• Work required: Set down all of the lines below exactly as they are given.

[Source data Boundary: Start]

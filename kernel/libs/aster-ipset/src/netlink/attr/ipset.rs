// SPDX-License-Identifier: MPL-2.0

use super::{Attribute, CAttrHeader, RawAttr};
use crate::{
    family::{SetName, IPSET_MAXNAMELEN},
    prelude::*,
    util::SliceReader,
};

/// Command-level attributes.
///
/// Reference: <https://elixir.bootlin.com/linux/v6.13/source/include/uapi/linux/netfilter/ipset/ip_set.h#L43>.
#[derive(Debug, Clone, Copy, PartialEq, Eq, TryFromInt)]
#[repr(u16)]
#[expect(non_camel_case_types)]
#[expect(clippy::upper_case_acronyms)]
pub enum IpsetAttrClass {
    UNSPEC = 0,
    /// Protocol version
    PROTOCOL = 1,
    SETNAME = 2,
    TYPENAME = 3,
    REVISION = 4,
    FAMILY = 5,
    FLAGS = 6,
    /// Nested attributes
    DATA = 7,
    /// Multiple data containers
    ADT = 8,
    /// Restore lineno
    LINENO = 9,
    REVISION_MIN = 10,
}

impl IpsetAttrClass {
    /// The second set name of rename and swap shares the type name slot.
    pub const SETNAME2: Self = Self::TYPENAME;
    /// The minimal supported protocol shares the minimal revision slot.
    pub const PROTOCOL_MIN: Self = Self::REVISION_MIN;
}

#[derive(Debug, Clone)]
pub enum IpsetAttr {
    Protocol(u8),
    SetName(SetName),
    /// The type name, or the second set name of rename and swap.
    TypeName(SetName),
    Revision(u8),
    Family(u8),
    Flags(u32),
    Data(RawAttr),
    Adt(RawAttr),
    LineNo(u32),
    RevisionMin(u8),
}

impl IpsetAttr {
    fn class(&self) -> IpsetAttrClass {
        match self {
            IpsetAttr::Protocol(_) => IpsetAttrClass::PROTOCOL,
            IpsetAttr::SetName(_) => IpsetAttrClass::SETNAME,
            IpsetAttr::TypeName(_) => IpsetAttrClass::TYPENAME,
            IpsetAttr::Revision(_) => IpsetAttrClass::REVISION,
            IpsetAttr::Family(_) => IpsetAttrClass::FAMILY,
            IpsetAttr::Flags(_) => IpsetAttrClass::FLAGS,
            IpsetAttr::Data(_) => IpsetAttrClass::DATA,
            IpsetAttr::Adt(_) => IpsetAttrClass::ADT,
            IpsetAttr::LineNo(_) => IpsetAttrClass::LINENO,
            IpsetAttr::RevisionMin(_) => IpsetAttrClass::REVISION_MIN,
        }
    }

    pub fn type_(&self) -> u16 {
        self.class() as u16
    }
}

impl Attribute for IpsetAttr {
    fn read_from(header: &CAttrHeader, reader: &mut SliceReader) -> Result<Option<Self>> {
        let payload_len = header.payload_len();

        let Ok(class) = IpsetAttrClass::try_from(header.type_()) else {
            // Unknown attributes should be ignored.
            // Reference: <https://docs.kernel.org/userspace-api/netlink/intro.html#unknown-attributes>.
            reader.skip_some(payload_len);
            return Ok(None);
        };

        let res = match (class, payload_len) {
            (IpsetAttrClass::PROTOCOL, 1) => Self::Protocol(reader.read_val()?),
            (IpsetAttrClass::SETNAME, 1..=IPSET_MAXNAMELEN) => {
                Self::SetName(read_name(reader, payload_len)?)
            }
            (IpsetAttrClass::TYPENAME, 1..=IPSET_MAXNAMELEN) => {
                Self::TypeName(read_name(reader, payload_len)?)
            }
            (IpsetAttrClass::REVISION, 1) => Self::Revision(reader.read_val()?),
            (IpsetAttrClass::FAMILY, 1) => Self::Family(reader.read_val()?),
            (IpsetAttrClass::FLAGS, 4) => Self::Flags(reader.read_val()?),
            (IpsetAttrClass::DATA, _) => Self::Data(RawAttr::read_from(header, reader)?),
            (IpsetAttrClass::ADT, _) => Self::Adt(RawAttr::read_from(header, reader)?),
            (IpsetAttrClass::LINENO, 4) => Self::LineNo(reader.read_val()?),
            (IpsetAttrClass::REVISION_MIN, 1) => Self::RevisionMin(reader.read_val()?),
            (IpsetAttrClass::UNSPEC, _) => {
                reader.skip_some(payload_len);
                return Ok(None);
            }
            (class, payload_len) => {
                warn!(
                    "ipset attribute `{:?}` contains invalid payload length {}",
                    class, payload_len
                );
                return_errno_with_message!(Errno::IPSET_ERR_PROTOCOL, "invalid attribute length");
            }
        };

        Ok(Some(res))
    }
}

fn read_name(reader: &mut SliceReader, payload_len: usize) -> Result<SetName> {
    let bytes = reader.read_bytes(payload_len)?;
    if !bytes.contains(&0) {
        return_errno_with_message!(Errno::IPSET_ERR_PROTOCOL, "the name is not NUL-terminated");
    }
    SetName::from_c_bytes(bytes)
        .map_err(|_| Error::with_message(Errno::IPSET_ERR_PROTOCOL, "invalid name"))
}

[Source data Boundary: End]

• Your response:
filename kernel/libs/aster-ipset/src/netlink/attr/ipset.rs
// SPDX-License-Identifier: MPL-2.0

use super::{Attribute, CAttrHeader, RawAttr};
use crate::{
    family::{SetName, IPSET_MAXNAMELEN},
    prelude::*,
    util::SliceReader,
};

/// Command-level attributes.
///
/// Reference: <https://elixir.bootlin.com/linux/v6.13/source/include/uapi/linux/netfilter/ipset/ip_set.h#L43>.
#[derive(Debug, Clone, Copy, PartialEq, Eq, TryFromInt)]
#[repr(u16)]
#[expect(non_camel_case_types)]
#[expect(clippy::upper_case_acronyms)]
pub enum IpsetAttrClass {
    UNSPEC = 0,
    /// Protocol version
    PROTOCOL = 1,
    SETNAME = 2,
    TYPENAME = 3,
    REVISION = 4,
    FAMILY = 5,
    FLAGS = 6,
    /// Nested attributes
    DATA = 7,
    /// Multiple data containers
    ADT = 8,
    /// Restore lineno
    LINENO = 9,
    REVISION_MIN = 10,
}

impl IpsetAttrClass {
    /// The second set name of rename and swap shares the type name slot.
    pub const SETNAME2: Self = Self::TYPENAME;
    /// The minimal supported protocol shares the minimal revision slot.
    pub const PROTOCOL_MIN: Self = Self::REVISION_MIN;
}

#[derive(Debug, Clone)]
pub enum IpsetAttr {
    Protocol(u8),
    SetName(SetName),
    /// The type name, or the second set name of rename and swap.
    TypeName(SetName),
    Revision(u8),
    Family(u8),
    Flags(u32),
    Data(RawAttr),
    Adt(RawAttr),
    LineNo(u32),
    RevisionMin(u8),
}

impl IpsetAttr {
    fn class(&self) -> IpsetAttrClass {
        match self {
            IpsetAttr::Protocol(_) => IpsetAttrClass::PROTOCOL,
            IpsetAttr::SetName(_) => IpsetAttrClass::SETNAME,
            IpsetAttr::TypeName(_) => IpsetAttrClass::TYPENAME,
            IpsetAttr::Revision(_) => IpsetAttrClass::REVISION,
            IpsetAttr::Family(_) => IpsetAttrClass::FAMILY,
            IpsetAttr::Flags(_) => IpsetAttrClass::FLAGS,
            IpsetAttr::Data(_) => IpsetAttrClass::DATA,
            IpsetAttr::Adt(_) => IpsetAttrClass::ADT,
            IpsetAttr::LineNo(_) => IpsetAttrClass::LINENO,
            IpsetAttr::RevisionMin(_) => IpsetAttrClass::REVISION_MIN,
        }
    }

    pub fn type_(&self) -> u16 {
        self.class() as u16
    }
}

impl Attribute for IpsetAttr {
    fn read_from(header: &CAttrHeader, reader: &mut SliceReader) -> Result<Option<Self>> {
        let payload_len = header.payload_len();

        let Ok(class) = IpsetAttrClass::try_from(header.type_()) else {
            // Unknown attributes should be ignored.
            // Reference: <https://docs.kernel.org/userspace-api/netlink/intro.html#unknown-attributes>.
            reader.skip_some(payload_len);
            return Ok(None);
        };

        let res = match (class, payload_len) {
            (IpsetAttrClass::PROTOCOL, 1) => Self::Protocol(reader.read_val()?),
            (IpsetAttrClass::SETNAME, 1..=IPSET_MAXNAMELEN) => {
                Self::SetName(read_name(reader, payload_len)?)
            }
            (IpsetAttrClass::TYPENAME, 1..=IPSET_MAXNAMELEN) => {
                Self::TypeName(read_name(reader, payload_len)?)
            }
            (IpsetAttrClass::REVISION, 1) => Self::Revision(reader.read_val()?),
            (IpsetAttrClass::FAMILY, 1) => Self::Family(reader.read_val()?),
            (IpsetAttrClass::FLAGS, 4) => Self::Flags(reader.read_val()?),
            (IpsetAttrClass::DATA, _) => Self::Data(RawAttr::read_from(header, reader)?),
            (IpsetAttrClass::ADT, _) => Self::Adt(RawAttr::read_from(header, reader)?),
            (IpsetAttrClass::LINENO, 4) => Self::LineNo(reader.read_val()?),
            (IpsetAttrClass::REVISION_MIN, 1) => Self::RevisionMin(reader.read_val()?),
            (IpsetAttrClass::UNSPEC, _) => {
                reader.skip_some(payload_len);
                return Ok(None);
            }
            (class, payload_len) => {
                warn!(
                    "ipset attribute `{:?}` contains invalid payload length {}",
                    class, payload_len
                );
                return_errno_with_message!(Errno::IPSET_ERR_PROTOCOL, "invalid attribute length");
            }
        };

        Ok(Some(res))
    }
}

fn read_name(reader: &mut SliceReader, payload_len: usize) -> Result<SetName> {
    let bytes = reader.read_bytes(payload_len)?;
    if !bytes.contains(&0) {
        return_errno_with_message!(Errno::IPSET_ERR_PROTOCOL, "the name is not NUL-terminated");
    }
    SetName::from_c_bytes(bytes)
        .map_err(|_| Error::with_message(Errno::IPSET_ERR_PROTOCOL, "invalid name"))
}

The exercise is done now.